JOURNAL OF RESEARCH AND REVIEW IN SCIENCE ◽

10.36108/jrrslasu/1202.80.0140 ◽

2021 ◽

Vol 8 (1) ◽

Author(s):

Thona Wusu

Keyword(s):

Aqueous Extract ◽

Complement System ◽

Economic Effect ◽

Complement Component ◽

Dependent Manner ◽

C Reactive Protein ◽

Phytochemical Content ◽

Reactive Protein ◽

The Complement System ◽

Complement Component 3

Introduction: Schizophrenia is a severe mental disorder among nationalities of the world, which has a substantial social and economic effect. Scientific therapeutic drugs have proved abortive due to adverse effects. Aim: The study investigated the repression of the complement system by aqueous extract of alligator pepper on schizophrenia.
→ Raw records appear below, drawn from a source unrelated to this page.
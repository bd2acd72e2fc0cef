//! # Local Key Material
//!
//! Signing and sealing primitives for node-local key material. The overlay
//! itself runs over an already-authenticated anonymizing transport, so these
//! keys serve the application layer: signing outbound payloads and sealing
//! values before they are handed to the DHT.

use anyhow::{anyhow, bail, Result};
use chacha20poly1305::aead::{Aead, AeadCore, KeyInit, OsRng};
use chacha20poly1305::{XChaCha20Poly1305, XNonce};
use ed25519_dalek::{Signature, Signer, SigningKey, Verifier, VerifyingKey};
use rand::rngs::OsRng as RandOsRng;

const NONCE_LEN: usize = 24;

/// Signing and sealing operations exposed to the application.
pub trait KeyStore: Send + Sync {
    /// Sign a payload with the node's identity key.
    fn sign(&self, payload: &[u8]) -> Vec<u8>;

    /// Verify a signature against an encoded public key.
    fn verify(&self, public_key: &[u8], payload: &[u8], signature: &[u8]) -> Result<()>;

    /// Encrypt a payload for storage. Output embeds the nonce.
    fn seal(&self, plaintext: &[u8]) -> Result<Vec<u8>>;

    /// Decrypt a payload produced by [`KeyStore::seal`].
    fn open(&self, sealed: &[u8]) -> Result<Vec<u8>>;

    /// The node's encoded public signing key.
    fn public_key(&self) -> Vec<u8>;
}

/// Default key store: Ed25519 signatures, XChaCha20-Poly1305 sealing.
pub struct Ed25519KeyStore {
    signing_key: SigningKey,
    cipher: XChaCha20Poly1305,
}

impl Ed25519KeyStore {
    /// Generate fresh key material.
    pub fn generate() -> Self {
        let signing_key = SigningKey::generate(&mut RandOsRng);
        let cipher = XChaCha20Poly1305::new(&XChaCha20Poly1305::generate_key(&mut OsRng));
        Self {
            signing_key,
            cipher,
        }
    }

    /// Rebuild from previously exported secrets.
    pub fn from_secrets(signing_secret: &[u8; 32], sealing_key: &[u8; 32]) -> Self {
        Self {
            signing_key: SigningKey::from_bytes(signing_secret),
            cipher: XChaCha20Poly1305::new(sealing_key.into()),
        }
    }
}

impl KeyStore for Ed25519KeyStore {
    fn sign(&self, payload: &[u8]) -> Vec<u8> {
        self.signing_key.sign(payload).to_bytes().to_vec()
    }

    fn verify(&self, public_key: &[u8], payload: &[u8], signature: &[u8]) -> Result<()> {
        let key_bytes: [u8; 32] = public_key
            .try_into()
            .map_err(|_| anyhow!("public key must be 32 bytes"))?;
        let key = VerifyingKey::from_bytes(&key_bytes)
            .map_err(|e| anyhow!("invalid public key: {e}"))?;
        let sig_bytes: [u8; 64] = signature
            .try_into()
            .map_err(|_| anyhow!("signature must be 64 bytes"))?;
        let sig = Signature::from_bytes(&sig_bytes);
        key.verify(payload, &sig)
            .map_err(|e| anyhow!("signature verification failed: {e}"))
    }

    fn seal(&self, plaintext: &[u8]) -> Result<Vec<u8>> {
        let nonce = XChaCha20Poly1305::generate_nonce(&mut OsRng);
        let ciphertext = self
            .cipher
            .encrypt(&nonce, plaintext)
            .map_err(|e| anyhow!("encryption failed: {e}"))?;
        let mut out = Vec::with_capacity(NONCE_LEN + ciphertext.len());
        out.extend_from_slice(&nonce);
        out.extend_from_slice(&ciphertext);
        Ok(out)
    }

    fn open(&self, sealed: &[u8]) -> Result<Vec<u8>> {
        if sealed.len() < NONCE_LEN {
            bail!("sealed payload too short");
        }
        let (nonce, ciphertext) = sealed.split_at(NONCE_LEN);
        self.cipher
            .decrypt(XNonce::from_slice(nonce), ciphertext)
            .map_err(|e| anyhow!("decryption failed: {e}"))
    }

    fn public_key(&self) -> Vec<u8> {
        self.signing_key.verifying_key().to_bytes().to_vec()
    }
}
#[cfg(test)]
mod tests {
    use super::*;

    fn record(key: &[u8], value: &[u8], version: u64) -> KeyRecord {
        KeyRecord {
            key: NodeId::from_key(key),
            value: value.to_vec(),
            version,
            origin: NodeId::from_addr("origin.onion:9000"),
        }
    }

    #[tokio::test]
    async fn put_get_delete_round_trip() {
        let store = LocalStore::spawn(NodeId::from_addr("me.onion:9000"));
        store.apply_put(record(b"k", b"v", 1)).await.unwrap();
        let got = store.get_local(NodeId::from_key(b"k")).await.unwrap();
        assert_eq!(got.map(|r| r.value), Some(b"v".to_vec()));

        let previous = store.delete_local(NodeId::from_key(b"k")).await.unwrap();
        assert_eq!(previous, Some(b"v".to_vec()));
        assert!(store.get_local(NodeId::from_key(b"k")).await.unwrap().is_none());
        // Deleting again is a no-op.
        assert!(store.delete_local(NodeId::from_key(b"k")).await.unwrap().is_none());
        store.quit().await;
    }

    #[tokio::test]
    async fn stale_writes_lose_to_newer_versions() {
        let store = LocalStore::spawn(NodeId::from_addr("me.onion:9000"));
        store.apply_put(record(b"k", b"new", 200)).await.unwrap();
        store.apply_put(record(b"k", b"old", 100)).await.unwrap();
        let got = store.get_local(NodeId::from_key(b"k")).await.unwrap();
        assert_eq!(got.map(|r| r.value), Some(b"new".to_vec()));
        store.quit().await;
    }

    #[tokio::test]
    async fn oversized_values_are_rejected() {
        let store = LocalStore::spawn(NodeId::from_addr("me.onion:9000"));
        let oversized = record(b"k", &vec![0u8; MAX_VALUE_SIZE + 1], 1);
        assert!(store.apply_put(oversized).await.is_err());
        store.quit().await;
    }

    #[tokio::test]
    async fn transfer_in_counts_accepted_records() {
        let store = LocalStore::spawn(NodeId::from_addr("me.onion:9000"));
        store.apply_put(record(b"k1", b"newer", 500)).await.unwrap();
        let accepted = store
            .transfer_in(vec![record(b"k1", b"older", 100), record(b"k2", b"v2", 100)])
            .await
            .unwrap();
        // Both apply cleanly, but the stale k1 does not displace the newer value.
        assert_eq!(accepted, 2);
        let got = store.get_local(NodeId::from_key(b"k1")).await.unwrap();
        assert_eq!(got.map(|r| r.value), Some(b"newer".to_vec()));
        store.quit().await;
    }

    #[tokio::test]
    async fn per_origin_quota_limits_a_single_writer() {
        let store = LocalStore::spawn(NodeId::from_addr("me.onion:9000"));
        let greedy = NodeId::from_addr("greedy.onion:9000");
        let keyed = |i: usize, version: u64| KeyRecord {
            key: NodeId::from_key(format!("k-{i}").as_bytes()),
            value: b"v".to_vec(),
            version,
            origin: greedy,
        };
        for i in 0..MAX_RECORDS_PER_ORIGIN {
            store.apply_put(keyed(i, 1)).await.unwrap();
        }

        // The quota is spent; a fresh key from the same writer bounces.
        let extra = KeyRecord {
            key: NodeId::from_key(b"one-too-many"),
            value: b"v".to_vec(),
            version: 1,
            origin: greedy,
        };
        assert!(store.apply_put(extra.clone()).await.is_err());

        // Overwriting a key the writer already holds stays free.
        store.apply_put(keyed(0, 2)).await.unwrap();

        // Other writers are unaffected.
        let modest = KeyRecord {
            key: NodeId::from_key(b"modest-key"),
            value: b"v".to_vec(),
            version: 1,
            origin: NodeId::from_addr("modest.onion:9000"),
        };
        store.apply_put(modest).await.unwrap();

        // Deleting one of the writer's records frees a slot.
        store
            .delete_local(NodeId::from_key(b"k-1"))
            .await
            .unwrap();
        store.apply_put(extra).await.unwrap();
        store.quit().await;
    }

    #[tokio::test]
    async fn collect_migrated_splits_the_keyspace() {
        let self_id = NodeId::from_addr("me.onion:9000");
        let store = LocalStore::spawn(self_id);
        // Insert a spread of keys, then pick a predecessor and check that
        // exactly the keys outside (pred, self] are collected.
        let keys: Vec<Vec<u8>> = (0..32).map(|i| format!("key-{i}").into_bytes()).collect();
        for key in &keys {
            store.apply_put(record(key, b"v", 1)).await.unwrap();
        }
        let new_pred = NodeId::from_addr("pred.onion:9000");
        let migrated = store.collect_migrated(new_pred).await.unwrap();
        let remaining = store.len().await;
        assert_eq!(migrated.len() + remaining, keys.len());
        for rec in &migrated {
            assert!(!in_open_closed_interval(&rec.key, &new_pred, &self_id));
        }
        // Second collection finds nothing new.
        assert!(store.collect_migrated(new_pred).await.unwrap().is_empty());
        store.quit().await;
    }
}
Methods: Male mice were induced with schizophrenia using ketamine and dexamethasone; the mice were treated with aqueous extract of alligator pepper (200mg/ml and 400mg/ml) respectively for ten days. After which their brain was removed, and analysed for dopamine. Blood samples was collected from the animal and plasma was used to determine the level of complement component (3 and 4), and C-reactive protein spectrophotometrically. Phytochemical content of the aqueous extract was also done spectrophotometrically, and characterization was confirmed using FTIR. Result: The alligator plant extract constituent includes flavonoids, tannins, saponin, steroids, phlabotannis, terpenoids, and cardiac glycoside. With a tannins having a concentration of 1292.6 µg/ml and 726.8µg/ml, phenol had a concentration of 221.7 µg/ml and 94.2 µg/ml and flavonoids had a concentration of 105.3 µg/ml and 100.0 µg/ml at 200mg/ml and 400mg/ml plant concentration respectively. The alligator pepper reversed the effect of ketamine and dexamethasone induced schizophrenia by decreasing the level of C-reactive protein , complement component (3 and 4) and dopamine significantly (<0.0001) in a dose dependent manner, in all the groups compared to the control. Conclusion: The high phenolic and flavonoids content in alligator pepper may be responsible for the antipsychotic property of alligator pepper. Thus, probable natural therapy for schizophrenia.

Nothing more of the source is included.